I. La liberté d'administration de la preuve des capacités techniques par le candidat limité par la nouvelle ordonnance n°2°15-899


En principe, lorsque le pouvoir adjudicateur intègre des considérations sociales et environnementales dans les spécifications techniques, le candidat est libre de prouver par tous moyens ses compétences et ses capacités.
Selon la directive 2004/18/CE, « les spécifications techniques doivent pouvoir être établies en termes de performances et d'exigences fonctionnelles et, d'autre part, en cas de référence à la norme européenne - ou, en son absence, à la norme nationale -, des offres basées sur d'autres solutions équivalentes doivent être prises en compte par les pouvoirs adjudicateurs. Aux fins de démontrer l'équivalence, les soumissionnaires devraient pouvoir utiliser tout moyen de preuve » .

Néanmoins, la nouvelle directive 2014/24/UE opère un changement majeur en matière de preuve des capacités techniques : désormais, « pour prouver cette équivalence, il devrait être possible d’exiger des soumissionnaires qu’ils fournissent des attestations de tiers. Il convient toutefois d’admettre d’autres moyens de preuve appropriés, tels que le dossier technique du fabricant, lorsque l’opérateur économique concerné n’a pas accès à de tels certificats ou rapports d’essai ni la possibilité de se les procurer dans les délais requis, à condition que l’opérateur économique concerné prouve ainsi que les travaux, fournitures ou services remplissent les conditions ou critères énoncés dans les spécifications techniques, les critères d’attribution ou les conditions d’exécution du marché ».
En somme, auparavant, lorsque le pouvoir adjudicateur faisait référence à une norme concernant les qualifications d’ordre social et environnemental du candidat, le candidat pouvait prouver par tout moyen cette qualification.

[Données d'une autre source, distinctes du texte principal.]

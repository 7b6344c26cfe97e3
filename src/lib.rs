//! # About
//!
//! `pg-odbc` is the core of an ODBC style driver for PostgreSQL family databases. It translates
//! relational client requests (connect, prepare, execute, fetch, positioned update, commit and
//! rollback) into wire protocol exchanges, converts between application C types and server
//! types, and implements a scrollable, updatable cursor layer over the server's forward only
//! cursors.
//!
//! The crate performs no socket I/O itself: it is generic over a wire client implementing the
//! traits in [`client`]. Handle validation, diagnostics getters and the DSN configuration UI of
//! a full driver are thin wrappers over the types exported here.

mod connection;
mod convert;
mod cursor;
mod environment;
mod error;
mod lobj;
mod options;
mod query_result;
mod rewrite;
mod statement;

pub mod client;
pub mod encoding;
pub mod parse;
pub mod types;

pub use self::{
    connection::{
        ConnCore, ConnStatus, Connection, DiscardObject, IsolationLevel, QueryFlags, QueryInfo,
        TransactionPhase, Translation, TxnEnd,
    },
    convert::{
        copy_with_truncation, crlf_to_lf, decode_bytea, encode_bytea, format_bound_value,
        format_date, format_interval, format_time, format_timestamp, lf_to_crlf, narrow_int,
        parse_bool, parse_date, parse_float, parse_int, parse_interval, parse_money, parse_time,
        parse_timestamp, BoundValue, CopyOutcome, Date, Interval, PartialReads, Time, Timestamp,
    },
    cursor::{BulkOutcome, ExecOutcome, FetchOrientation, GetDataOutcome, Rowset},
    environment::{Environment, OdbcVersion, PoolingMode},
    error::{Diagnostics, Error, State},
    options::{ConnectOptions, RollbackOnError, SslMode, UpdatableCursors},
    query_result::{
        AddedRow, ColumnDesc, KeySet, QueryResult, ResultStatus, Rollback, RollbackOp, RowStatus,
        Tuple,
    },
    rewrite::{
        declare_cursor, map_function, number_placeholders, substitute, RewriteContext, Rewritten,
    },
    statement::{
        ColumnBinding, Concurrency, CursorType, NeedsData, ParamBinding, ParamSource, Statement,
        StatementId, StatementOptions, StmtStatus,
    },
};
// Reexports
pub use widestring::{U16Str, U16String};
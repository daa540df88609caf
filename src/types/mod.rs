mod amount;
mod errors;

use chrono::{DateTime, Utc};

pub use amount::Amount;
pub use errors::AmountError;

pub type RecordId = String;
pub type Timestamp = DateTime<Utc>;
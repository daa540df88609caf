use std::path::PathBuf;

use clap::{Args, Parser, Subcommand, ValueEnum};

use crate::storage::ExportFormat;

#[derive(Debug, Parser)]
#[command(name = "expense-tracker", version, about = "Track personal expenses in a local data directory")]
pub struct Cli {
    /// Directory holding the stored records and settings
    #[arg(long, env = "EXPENSE_TRACKER_DATA_DIR", default_value = "expense-data", global = true)]
    pub data_dir: PathBuf,

    /// Log level written to stderr: error, warn, info, debug, trace
    #[arg(long, default_value = "error", global = true)]
    pub log_level: String,

    #[command(subcommand)]
    pub command: Command
}

#[derive(Debug, Subcommand)]
pub enum Command {
    /// Add a new record
    Add(RecordArgs),
    /// Replace fields of an existing record
    Edit {
        id: String,
        #[command(flatten)]
        fields: EditArgs
    },
    /// Delete a record by id
    Delete {
        id: String
    },
    /// List records, optionally filtered by a search pattern
    List {
        /// Case-insensitive regular expression matched against description, category, amount and date
        #[arg(long, default_value = "")]
        search: String,
        /// Sort field (description, amount, date). Repeat to flip the direction
        #[arg(long = "sort")]
        sort: Vec<String>
    },
    /// Show totals, top category and budget status
    Stats,
    /// Show or set the budget cap
    Budget {
        #[command(subcommand)]
        action: Option<BudgetAction>
    },
    /// Show or set the stored exchange rates
    Rates {
        #[command(subcommand)]
        action: Option<RatesAction>
    },
    /// Write every record to a file
    Export {
        path: PathBuf,
        #[arg(long, value_enum, default_value_t = FormatArg::Json)]
        format: FormatArg
    },
    /// Replace every record with the contents of a JSON export
    Import {
        path: PathBuf
    }
}

#[derive(Debug, Clone, Args)]
pub struct RecordArgs {
    #[arg(long)]
    pub description: String,
    #[arg(long, allow_hyphen_values = true)]
    pub amount: String,
    #[arg(long)]
    pub category: String,
    /// Date as YYYY-MM-DD
    #[arg(long)]
    pub date: String
}

#[derive(Debug, Clone, Default, Args)]
pub struct EditArgs {
    #[arg(long)]
    pub description: Option<String>,
    #[arg(long, allow_hyphen_values = true)]
    pub amount: Option<String>,
    #[arg(long)]
    pub category: Option<String>,
    #[arg(long)]
    pub date: Option<String>
}

#[derive(Debug, Subcommand)]
pub enum BudgetAction {
    /// Set the cap, 0 clears it
    Set {
        #[arg(allow_hyphen_values = true)]
        value: String
    }
}

#[derive(Debug, Subcommand)]
pub enum RatesAction {
    /// Save rates. Missing or zero values fall back to the defaults
    Set {
        #[arg(long, allow_negative_numbers = true)]
        usd: Option<f64>,
        #[arg(long, allow_negative_numbers = true)]
        eur: Option<f64>,
        #[arg(long, allow_negative_numbers = true)]
        gbp: Option<f64>
    }
}

#[derive(Debug, Clone, Copy, Eq, PartialEq, ValueEnum)]
pub enum FormatArg {
    Json,
    Csv
}

impl From<FormatArg> for ExportFormat {
    fn from(format: FormatArg) -> Self {
        match format {
            FormatArg::Json => ExportFormat::Json,
            FormatArg::Csv => ExportFormat::Csv
        }
    }
}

Désormais, le pouvoir adjudicateur pour exiger, dans l’avis d’appel d’offre, des candidats qu’ils communiquent des attestations des tiers que sont les certificats et les rapports d’essai visé à l’article 44 de la directive 2014/24/UE.
En vertu de l’article 44 de la directive précité, « les pouvoirs adjudicateurs peuvent exiger que les opérateurs économiques fournissent, comme moyen de preuve de la conformité aux exigences ou aux critères arrêtés dans les spécifications techniques, les critères d’attribution ou les conditions d’exécution du marché, un rapport d’essai d’un organisme d’évaluation de la conformité ou un certificat délivré par un tel organisme. Lorsque les pouvoirs adjudicateurs demandent que des certificats établis par un organisme d’évaluation de la conformité particulier leur soient soumis, ils acceptent aussi des certificats d’autres organismes d’évaluation de la conformité équivalents. ». Les organismes d’évaluation de conformité sont des organismes« exerçant des activités d’évaluation de la conformité telles que le calibrage, les essais, la certification et l’inspection, accrédité conformément au règlement (CE) no 765/2008 du Parlement européen et du Conseil ». L’article précise que d’autres moyens de preuve peuvent être acceptés. Et c’est ce que rappel la CJUE dans un arrêt du 10 mai 2012 .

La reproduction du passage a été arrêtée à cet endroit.